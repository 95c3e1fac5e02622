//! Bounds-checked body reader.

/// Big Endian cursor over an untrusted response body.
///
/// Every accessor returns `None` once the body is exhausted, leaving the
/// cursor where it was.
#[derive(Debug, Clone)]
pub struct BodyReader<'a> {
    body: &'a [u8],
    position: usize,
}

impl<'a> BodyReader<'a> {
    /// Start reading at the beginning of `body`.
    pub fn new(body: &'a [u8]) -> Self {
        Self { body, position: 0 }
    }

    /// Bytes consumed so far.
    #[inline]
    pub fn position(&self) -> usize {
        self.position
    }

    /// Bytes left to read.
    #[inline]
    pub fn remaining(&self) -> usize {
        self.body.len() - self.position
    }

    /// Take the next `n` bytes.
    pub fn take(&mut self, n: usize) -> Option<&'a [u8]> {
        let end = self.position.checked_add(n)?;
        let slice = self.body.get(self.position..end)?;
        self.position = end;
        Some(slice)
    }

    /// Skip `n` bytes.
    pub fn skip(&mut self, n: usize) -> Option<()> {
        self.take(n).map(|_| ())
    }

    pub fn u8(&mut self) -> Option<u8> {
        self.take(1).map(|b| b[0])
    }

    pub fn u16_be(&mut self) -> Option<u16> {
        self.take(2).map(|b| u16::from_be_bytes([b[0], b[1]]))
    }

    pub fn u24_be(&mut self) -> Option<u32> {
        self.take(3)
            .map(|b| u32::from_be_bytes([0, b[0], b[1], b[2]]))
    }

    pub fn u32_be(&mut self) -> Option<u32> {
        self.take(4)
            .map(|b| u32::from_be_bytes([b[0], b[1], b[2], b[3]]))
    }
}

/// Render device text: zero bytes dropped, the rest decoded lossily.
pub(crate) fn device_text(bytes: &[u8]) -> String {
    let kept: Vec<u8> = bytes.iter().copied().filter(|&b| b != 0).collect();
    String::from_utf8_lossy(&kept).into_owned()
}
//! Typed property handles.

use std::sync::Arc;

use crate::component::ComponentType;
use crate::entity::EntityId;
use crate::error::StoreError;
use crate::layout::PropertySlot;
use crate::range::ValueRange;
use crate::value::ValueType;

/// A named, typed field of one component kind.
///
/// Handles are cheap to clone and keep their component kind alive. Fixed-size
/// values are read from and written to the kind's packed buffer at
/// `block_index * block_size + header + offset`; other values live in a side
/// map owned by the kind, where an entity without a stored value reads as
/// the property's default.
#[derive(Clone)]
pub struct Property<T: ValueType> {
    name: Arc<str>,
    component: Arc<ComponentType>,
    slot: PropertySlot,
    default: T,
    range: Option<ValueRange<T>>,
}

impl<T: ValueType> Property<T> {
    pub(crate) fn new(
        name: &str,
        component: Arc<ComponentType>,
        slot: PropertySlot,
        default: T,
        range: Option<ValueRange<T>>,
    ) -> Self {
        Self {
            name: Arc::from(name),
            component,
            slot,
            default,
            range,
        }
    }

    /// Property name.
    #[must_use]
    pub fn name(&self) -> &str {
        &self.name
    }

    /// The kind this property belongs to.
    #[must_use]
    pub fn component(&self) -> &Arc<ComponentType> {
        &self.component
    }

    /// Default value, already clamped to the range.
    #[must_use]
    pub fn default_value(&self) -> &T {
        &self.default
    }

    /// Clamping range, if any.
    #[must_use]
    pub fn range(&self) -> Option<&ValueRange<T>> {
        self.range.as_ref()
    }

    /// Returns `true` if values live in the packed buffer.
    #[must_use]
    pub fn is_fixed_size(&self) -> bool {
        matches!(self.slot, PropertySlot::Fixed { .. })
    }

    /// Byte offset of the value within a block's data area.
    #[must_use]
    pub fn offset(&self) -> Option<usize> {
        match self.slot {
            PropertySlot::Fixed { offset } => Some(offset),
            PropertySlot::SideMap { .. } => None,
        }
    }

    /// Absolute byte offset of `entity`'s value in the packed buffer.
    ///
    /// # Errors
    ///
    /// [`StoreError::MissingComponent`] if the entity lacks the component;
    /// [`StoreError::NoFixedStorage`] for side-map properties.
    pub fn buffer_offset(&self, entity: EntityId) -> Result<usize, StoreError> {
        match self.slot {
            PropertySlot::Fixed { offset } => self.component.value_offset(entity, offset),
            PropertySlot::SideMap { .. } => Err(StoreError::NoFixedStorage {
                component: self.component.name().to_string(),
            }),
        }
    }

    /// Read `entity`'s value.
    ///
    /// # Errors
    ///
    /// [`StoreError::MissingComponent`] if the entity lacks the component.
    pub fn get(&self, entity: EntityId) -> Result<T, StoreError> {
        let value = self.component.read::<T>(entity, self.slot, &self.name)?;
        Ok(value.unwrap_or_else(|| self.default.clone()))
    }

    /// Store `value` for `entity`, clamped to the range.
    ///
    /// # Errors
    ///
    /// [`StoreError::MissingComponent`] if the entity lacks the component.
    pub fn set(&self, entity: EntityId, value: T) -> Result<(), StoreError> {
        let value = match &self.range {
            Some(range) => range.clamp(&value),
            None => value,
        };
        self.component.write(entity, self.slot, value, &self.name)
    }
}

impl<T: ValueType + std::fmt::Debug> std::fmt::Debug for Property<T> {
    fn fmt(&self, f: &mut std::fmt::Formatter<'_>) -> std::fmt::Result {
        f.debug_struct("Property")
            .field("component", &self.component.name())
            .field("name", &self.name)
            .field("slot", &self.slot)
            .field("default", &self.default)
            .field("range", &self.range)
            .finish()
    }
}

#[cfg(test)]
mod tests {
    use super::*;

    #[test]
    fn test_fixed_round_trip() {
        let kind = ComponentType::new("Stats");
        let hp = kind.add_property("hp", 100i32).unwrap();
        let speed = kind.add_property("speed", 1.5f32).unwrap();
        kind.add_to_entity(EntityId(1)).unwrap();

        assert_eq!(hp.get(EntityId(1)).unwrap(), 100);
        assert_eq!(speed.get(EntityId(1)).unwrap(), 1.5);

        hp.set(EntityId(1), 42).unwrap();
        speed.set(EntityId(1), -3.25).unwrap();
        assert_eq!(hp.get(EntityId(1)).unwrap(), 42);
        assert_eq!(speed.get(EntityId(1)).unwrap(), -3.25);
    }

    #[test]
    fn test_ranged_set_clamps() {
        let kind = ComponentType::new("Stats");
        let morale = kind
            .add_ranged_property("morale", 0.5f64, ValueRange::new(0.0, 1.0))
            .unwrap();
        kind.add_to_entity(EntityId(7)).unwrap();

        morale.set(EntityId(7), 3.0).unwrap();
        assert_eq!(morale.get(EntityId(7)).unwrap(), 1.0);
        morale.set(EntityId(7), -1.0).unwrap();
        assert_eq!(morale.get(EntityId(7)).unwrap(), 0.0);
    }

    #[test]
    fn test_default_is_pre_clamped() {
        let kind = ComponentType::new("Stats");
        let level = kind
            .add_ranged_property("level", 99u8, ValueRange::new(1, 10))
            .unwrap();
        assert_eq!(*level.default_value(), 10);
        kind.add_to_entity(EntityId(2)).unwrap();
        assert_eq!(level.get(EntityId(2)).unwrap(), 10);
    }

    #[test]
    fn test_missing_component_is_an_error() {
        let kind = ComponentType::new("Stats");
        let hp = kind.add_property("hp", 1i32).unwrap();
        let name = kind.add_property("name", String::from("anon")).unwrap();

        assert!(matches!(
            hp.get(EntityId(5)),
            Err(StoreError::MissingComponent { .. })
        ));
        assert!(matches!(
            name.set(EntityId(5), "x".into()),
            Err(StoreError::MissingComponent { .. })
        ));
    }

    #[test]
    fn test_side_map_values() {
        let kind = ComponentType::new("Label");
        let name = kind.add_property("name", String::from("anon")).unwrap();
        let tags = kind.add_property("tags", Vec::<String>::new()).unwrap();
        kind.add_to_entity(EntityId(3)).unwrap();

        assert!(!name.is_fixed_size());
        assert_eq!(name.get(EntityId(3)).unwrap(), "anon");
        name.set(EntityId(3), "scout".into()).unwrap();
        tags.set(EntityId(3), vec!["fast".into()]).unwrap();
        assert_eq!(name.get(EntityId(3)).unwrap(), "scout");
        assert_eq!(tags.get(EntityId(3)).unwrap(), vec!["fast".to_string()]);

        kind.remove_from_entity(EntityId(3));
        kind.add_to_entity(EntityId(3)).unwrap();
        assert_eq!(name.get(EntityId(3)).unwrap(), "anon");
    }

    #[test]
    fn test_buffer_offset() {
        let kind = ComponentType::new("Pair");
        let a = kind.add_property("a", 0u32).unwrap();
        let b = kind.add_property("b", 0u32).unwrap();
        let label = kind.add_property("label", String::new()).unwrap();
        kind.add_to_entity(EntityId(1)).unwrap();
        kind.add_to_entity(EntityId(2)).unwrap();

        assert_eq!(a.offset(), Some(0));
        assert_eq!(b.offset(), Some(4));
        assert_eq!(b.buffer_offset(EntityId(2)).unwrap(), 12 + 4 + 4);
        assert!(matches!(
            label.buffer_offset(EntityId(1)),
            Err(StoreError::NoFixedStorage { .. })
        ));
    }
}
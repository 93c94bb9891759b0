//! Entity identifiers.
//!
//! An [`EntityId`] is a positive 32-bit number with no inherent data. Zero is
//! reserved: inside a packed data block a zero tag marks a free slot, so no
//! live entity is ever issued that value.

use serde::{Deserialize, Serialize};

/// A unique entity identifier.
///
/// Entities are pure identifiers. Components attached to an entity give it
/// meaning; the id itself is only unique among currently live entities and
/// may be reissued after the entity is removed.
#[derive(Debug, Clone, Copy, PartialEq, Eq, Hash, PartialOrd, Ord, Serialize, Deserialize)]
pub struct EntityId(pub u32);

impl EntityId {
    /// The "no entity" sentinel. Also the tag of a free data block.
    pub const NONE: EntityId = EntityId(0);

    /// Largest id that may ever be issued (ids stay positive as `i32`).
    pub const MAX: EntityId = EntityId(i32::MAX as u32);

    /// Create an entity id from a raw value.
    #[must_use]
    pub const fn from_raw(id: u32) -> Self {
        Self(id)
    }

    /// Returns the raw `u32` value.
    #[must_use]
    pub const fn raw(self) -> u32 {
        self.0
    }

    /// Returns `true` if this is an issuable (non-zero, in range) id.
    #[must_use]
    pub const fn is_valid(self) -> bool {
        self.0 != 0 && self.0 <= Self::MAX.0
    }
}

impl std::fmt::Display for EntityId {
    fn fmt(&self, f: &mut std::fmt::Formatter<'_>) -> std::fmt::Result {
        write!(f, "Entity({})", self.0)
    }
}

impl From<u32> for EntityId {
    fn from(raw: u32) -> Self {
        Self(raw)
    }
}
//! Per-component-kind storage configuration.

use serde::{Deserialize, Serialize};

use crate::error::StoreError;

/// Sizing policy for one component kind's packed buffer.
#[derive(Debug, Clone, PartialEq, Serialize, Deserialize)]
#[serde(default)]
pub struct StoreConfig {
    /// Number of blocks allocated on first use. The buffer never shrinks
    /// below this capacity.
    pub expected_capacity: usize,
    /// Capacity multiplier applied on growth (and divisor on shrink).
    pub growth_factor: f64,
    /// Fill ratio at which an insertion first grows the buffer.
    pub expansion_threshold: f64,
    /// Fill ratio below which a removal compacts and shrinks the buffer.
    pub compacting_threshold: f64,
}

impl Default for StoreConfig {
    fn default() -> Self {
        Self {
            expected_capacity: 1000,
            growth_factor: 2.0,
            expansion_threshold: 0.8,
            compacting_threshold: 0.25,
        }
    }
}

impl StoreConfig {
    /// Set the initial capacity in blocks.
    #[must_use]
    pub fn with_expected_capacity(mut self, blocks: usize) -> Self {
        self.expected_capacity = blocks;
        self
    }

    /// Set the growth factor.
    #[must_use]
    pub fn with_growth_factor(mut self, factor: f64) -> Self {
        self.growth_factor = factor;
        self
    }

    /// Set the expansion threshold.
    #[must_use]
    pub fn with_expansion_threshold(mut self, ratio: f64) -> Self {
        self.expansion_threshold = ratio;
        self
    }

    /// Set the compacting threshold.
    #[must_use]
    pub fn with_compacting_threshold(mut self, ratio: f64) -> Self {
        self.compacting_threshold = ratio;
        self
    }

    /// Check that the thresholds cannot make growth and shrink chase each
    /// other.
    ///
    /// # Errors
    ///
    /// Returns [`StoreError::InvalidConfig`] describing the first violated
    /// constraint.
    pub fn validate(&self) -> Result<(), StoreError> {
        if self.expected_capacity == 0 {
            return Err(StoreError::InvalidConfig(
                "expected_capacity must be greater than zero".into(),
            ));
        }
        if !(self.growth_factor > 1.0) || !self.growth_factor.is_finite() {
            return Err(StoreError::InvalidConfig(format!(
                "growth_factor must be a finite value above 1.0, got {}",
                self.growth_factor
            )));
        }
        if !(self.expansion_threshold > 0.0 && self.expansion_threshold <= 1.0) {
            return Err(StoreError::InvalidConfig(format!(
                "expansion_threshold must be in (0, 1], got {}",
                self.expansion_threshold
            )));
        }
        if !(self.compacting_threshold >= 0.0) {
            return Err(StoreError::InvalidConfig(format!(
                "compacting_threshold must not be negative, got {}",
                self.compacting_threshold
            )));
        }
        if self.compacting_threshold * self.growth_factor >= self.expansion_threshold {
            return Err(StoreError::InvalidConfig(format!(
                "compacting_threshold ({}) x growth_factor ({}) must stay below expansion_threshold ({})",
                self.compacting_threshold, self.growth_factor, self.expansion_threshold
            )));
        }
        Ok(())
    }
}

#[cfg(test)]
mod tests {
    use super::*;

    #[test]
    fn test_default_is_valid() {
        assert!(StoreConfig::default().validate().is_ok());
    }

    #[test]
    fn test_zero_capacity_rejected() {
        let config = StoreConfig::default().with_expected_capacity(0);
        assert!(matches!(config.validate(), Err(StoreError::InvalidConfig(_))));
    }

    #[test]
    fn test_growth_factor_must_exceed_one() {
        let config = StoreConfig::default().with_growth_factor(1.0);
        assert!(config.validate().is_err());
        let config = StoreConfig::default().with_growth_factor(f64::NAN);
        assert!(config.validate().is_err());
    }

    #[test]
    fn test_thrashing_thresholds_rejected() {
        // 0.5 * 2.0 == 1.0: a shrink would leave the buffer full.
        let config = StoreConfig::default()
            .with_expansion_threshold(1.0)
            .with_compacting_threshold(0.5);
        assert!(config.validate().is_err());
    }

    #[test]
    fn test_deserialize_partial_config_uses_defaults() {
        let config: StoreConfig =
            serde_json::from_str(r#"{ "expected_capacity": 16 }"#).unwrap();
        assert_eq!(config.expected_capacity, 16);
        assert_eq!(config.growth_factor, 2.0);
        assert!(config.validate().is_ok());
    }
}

* * *

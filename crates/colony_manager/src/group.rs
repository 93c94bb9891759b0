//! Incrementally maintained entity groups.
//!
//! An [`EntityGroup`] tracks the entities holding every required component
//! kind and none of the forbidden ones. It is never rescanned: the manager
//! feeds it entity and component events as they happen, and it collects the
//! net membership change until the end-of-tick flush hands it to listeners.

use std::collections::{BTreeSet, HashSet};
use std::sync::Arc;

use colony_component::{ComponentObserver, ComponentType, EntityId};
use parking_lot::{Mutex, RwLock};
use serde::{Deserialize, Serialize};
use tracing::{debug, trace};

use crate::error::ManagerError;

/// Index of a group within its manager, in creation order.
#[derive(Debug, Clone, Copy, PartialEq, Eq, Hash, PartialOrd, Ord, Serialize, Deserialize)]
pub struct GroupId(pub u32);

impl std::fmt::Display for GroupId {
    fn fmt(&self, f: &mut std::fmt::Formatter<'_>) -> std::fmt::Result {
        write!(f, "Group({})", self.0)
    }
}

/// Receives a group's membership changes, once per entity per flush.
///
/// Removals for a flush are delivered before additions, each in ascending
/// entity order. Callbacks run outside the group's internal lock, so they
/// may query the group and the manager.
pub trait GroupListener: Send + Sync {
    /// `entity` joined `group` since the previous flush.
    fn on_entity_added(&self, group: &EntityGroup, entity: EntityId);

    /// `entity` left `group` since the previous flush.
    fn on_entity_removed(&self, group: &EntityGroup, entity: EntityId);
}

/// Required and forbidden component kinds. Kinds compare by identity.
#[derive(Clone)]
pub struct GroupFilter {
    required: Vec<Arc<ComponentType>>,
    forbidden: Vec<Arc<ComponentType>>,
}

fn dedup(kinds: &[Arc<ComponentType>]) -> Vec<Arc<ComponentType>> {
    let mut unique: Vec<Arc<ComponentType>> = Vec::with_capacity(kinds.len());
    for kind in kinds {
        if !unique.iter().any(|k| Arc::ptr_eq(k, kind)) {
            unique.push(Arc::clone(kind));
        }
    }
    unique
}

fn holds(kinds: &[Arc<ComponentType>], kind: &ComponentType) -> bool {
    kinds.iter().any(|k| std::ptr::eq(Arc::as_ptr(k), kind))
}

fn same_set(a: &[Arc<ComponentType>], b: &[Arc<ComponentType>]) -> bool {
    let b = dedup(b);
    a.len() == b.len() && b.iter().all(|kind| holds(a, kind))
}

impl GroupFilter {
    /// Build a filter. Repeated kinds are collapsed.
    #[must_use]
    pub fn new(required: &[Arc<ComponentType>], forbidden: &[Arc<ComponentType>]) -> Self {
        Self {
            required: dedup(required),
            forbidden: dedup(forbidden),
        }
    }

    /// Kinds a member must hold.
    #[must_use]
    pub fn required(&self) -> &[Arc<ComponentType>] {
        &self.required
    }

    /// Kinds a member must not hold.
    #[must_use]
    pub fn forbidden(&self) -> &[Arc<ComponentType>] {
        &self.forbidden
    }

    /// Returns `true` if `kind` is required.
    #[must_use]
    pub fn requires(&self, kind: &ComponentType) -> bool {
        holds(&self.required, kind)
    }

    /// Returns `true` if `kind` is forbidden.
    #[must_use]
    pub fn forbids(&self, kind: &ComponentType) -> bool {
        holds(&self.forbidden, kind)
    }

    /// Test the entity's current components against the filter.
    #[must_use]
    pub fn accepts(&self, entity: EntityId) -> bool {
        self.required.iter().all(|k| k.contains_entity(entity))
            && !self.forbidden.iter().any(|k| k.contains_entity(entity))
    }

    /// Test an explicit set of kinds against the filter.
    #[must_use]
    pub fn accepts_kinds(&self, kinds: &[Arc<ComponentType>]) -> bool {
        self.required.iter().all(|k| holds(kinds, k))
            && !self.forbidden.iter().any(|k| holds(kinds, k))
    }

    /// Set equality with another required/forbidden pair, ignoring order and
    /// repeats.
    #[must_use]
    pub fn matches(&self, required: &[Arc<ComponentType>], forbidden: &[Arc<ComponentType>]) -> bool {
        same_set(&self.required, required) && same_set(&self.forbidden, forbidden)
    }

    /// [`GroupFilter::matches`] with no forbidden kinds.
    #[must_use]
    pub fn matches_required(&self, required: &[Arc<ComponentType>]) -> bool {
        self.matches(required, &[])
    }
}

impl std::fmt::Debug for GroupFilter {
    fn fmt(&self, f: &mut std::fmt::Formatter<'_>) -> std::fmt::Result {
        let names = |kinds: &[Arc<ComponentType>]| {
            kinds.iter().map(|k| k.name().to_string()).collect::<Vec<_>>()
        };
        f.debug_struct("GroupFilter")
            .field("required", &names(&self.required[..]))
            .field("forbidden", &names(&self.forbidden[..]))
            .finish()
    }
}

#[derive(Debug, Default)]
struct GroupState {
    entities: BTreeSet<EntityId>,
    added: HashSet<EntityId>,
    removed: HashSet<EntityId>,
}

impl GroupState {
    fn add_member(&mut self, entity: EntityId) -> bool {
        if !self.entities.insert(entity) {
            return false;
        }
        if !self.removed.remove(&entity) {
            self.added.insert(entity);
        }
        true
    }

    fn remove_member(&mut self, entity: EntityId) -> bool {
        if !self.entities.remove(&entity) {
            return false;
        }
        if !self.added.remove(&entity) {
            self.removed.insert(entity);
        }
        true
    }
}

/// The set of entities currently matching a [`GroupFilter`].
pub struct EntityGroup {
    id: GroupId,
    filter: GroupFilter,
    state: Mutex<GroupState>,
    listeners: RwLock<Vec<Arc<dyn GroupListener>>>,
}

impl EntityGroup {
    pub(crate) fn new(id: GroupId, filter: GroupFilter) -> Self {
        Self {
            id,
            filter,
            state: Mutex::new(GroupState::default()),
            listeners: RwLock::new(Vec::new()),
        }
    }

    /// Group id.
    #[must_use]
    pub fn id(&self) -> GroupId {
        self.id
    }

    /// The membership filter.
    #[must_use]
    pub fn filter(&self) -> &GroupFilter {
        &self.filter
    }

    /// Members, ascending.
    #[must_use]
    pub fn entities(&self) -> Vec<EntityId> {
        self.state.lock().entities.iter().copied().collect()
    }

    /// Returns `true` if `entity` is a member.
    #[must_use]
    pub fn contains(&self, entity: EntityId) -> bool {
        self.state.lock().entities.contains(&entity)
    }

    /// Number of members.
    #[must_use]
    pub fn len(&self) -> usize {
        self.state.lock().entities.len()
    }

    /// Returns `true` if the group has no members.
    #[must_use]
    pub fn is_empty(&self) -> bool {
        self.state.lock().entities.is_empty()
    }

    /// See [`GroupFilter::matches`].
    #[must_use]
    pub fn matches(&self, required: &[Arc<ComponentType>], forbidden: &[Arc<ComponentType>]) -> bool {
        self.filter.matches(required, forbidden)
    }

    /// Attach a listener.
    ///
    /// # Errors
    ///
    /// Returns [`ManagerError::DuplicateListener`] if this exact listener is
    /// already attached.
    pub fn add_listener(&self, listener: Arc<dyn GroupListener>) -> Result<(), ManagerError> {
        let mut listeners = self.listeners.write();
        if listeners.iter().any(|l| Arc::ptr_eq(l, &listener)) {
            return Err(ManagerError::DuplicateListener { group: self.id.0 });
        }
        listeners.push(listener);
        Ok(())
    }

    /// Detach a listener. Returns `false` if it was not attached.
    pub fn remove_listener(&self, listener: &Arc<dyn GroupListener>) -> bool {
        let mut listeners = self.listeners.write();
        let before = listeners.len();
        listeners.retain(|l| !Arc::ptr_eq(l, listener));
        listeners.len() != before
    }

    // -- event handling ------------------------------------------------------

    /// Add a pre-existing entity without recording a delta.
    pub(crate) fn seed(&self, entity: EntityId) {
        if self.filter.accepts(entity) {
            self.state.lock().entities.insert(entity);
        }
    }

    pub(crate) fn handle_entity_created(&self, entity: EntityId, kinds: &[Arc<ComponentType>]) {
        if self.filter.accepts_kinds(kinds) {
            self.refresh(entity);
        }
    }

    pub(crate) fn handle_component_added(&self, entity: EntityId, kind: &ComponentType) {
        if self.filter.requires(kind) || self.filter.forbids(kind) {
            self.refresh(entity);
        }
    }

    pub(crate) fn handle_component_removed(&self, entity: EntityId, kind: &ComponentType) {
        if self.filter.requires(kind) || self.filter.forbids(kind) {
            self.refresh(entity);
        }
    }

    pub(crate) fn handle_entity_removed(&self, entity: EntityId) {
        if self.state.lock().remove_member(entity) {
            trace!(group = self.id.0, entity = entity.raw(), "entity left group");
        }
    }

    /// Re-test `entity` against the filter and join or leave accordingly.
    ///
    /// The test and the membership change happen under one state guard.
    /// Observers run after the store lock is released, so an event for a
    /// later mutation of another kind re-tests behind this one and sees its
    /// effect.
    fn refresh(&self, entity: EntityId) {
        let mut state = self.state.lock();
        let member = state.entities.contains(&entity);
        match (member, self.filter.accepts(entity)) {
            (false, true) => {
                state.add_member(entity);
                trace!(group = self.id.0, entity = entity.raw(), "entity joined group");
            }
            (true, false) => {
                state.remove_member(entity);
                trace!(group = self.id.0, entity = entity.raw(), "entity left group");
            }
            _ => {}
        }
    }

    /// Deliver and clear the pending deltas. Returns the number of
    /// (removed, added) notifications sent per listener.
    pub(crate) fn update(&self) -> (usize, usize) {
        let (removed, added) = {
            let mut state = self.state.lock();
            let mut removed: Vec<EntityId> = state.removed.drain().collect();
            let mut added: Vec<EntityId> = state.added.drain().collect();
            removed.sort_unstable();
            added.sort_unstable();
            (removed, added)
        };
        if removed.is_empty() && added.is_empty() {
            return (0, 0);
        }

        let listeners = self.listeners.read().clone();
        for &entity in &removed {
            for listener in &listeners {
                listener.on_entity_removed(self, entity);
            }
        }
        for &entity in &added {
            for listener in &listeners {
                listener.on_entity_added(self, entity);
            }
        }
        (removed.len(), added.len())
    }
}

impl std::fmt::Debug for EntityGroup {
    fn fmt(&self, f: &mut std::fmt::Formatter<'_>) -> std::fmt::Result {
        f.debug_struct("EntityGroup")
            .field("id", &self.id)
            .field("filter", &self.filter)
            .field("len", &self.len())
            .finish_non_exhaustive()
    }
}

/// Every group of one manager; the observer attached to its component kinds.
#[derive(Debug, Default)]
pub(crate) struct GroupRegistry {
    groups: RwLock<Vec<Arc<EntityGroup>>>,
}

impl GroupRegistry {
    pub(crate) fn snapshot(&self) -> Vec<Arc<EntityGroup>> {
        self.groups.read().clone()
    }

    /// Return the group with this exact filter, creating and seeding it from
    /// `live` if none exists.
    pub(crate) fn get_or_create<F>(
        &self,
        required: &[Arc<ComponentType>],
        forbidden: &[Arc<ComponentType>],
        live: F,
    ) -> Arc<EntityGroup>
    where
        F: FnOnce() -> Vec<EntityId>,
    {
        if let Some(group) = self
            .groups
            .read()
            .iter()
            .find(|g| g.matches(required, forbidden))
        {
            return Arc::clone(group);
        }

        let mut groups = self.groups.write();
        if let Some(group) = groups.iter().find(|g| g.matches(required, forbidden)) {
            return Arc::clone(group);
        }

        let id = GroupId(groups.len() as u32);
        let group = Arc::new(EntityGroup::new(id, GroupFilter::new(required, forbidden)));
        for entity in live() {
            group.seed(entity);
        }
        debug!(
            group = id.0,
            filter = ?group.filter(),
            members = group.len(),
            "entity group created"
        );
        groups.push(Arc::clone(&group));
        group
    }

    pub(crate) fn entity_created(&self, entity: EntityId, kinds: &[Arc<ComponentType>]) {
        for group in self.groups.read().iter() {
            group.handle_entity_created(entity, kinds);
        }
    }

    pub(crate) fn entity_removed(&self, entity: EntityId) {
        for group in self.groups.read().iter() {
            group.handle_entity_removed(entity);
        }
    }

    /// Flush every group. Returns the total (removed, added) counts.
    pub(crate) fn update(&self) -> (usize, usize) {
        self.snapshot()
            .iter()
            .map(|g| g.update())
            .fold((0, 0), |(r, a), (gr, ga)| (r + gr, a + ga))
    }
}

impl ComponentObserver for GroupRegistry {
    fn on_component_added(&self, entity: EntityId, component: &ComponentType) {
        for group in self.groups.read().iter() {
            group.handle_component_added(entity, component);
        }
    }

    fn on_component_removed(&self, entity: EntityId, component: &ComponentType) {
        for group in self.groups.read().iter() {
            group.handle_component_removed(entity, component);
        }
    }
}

> **WORK TO BE COMPLETED**
The word "before" appears in some lines of the data; state how many such lines there are, and nothing further.

> **RESULT OF THE EXERCISE**
3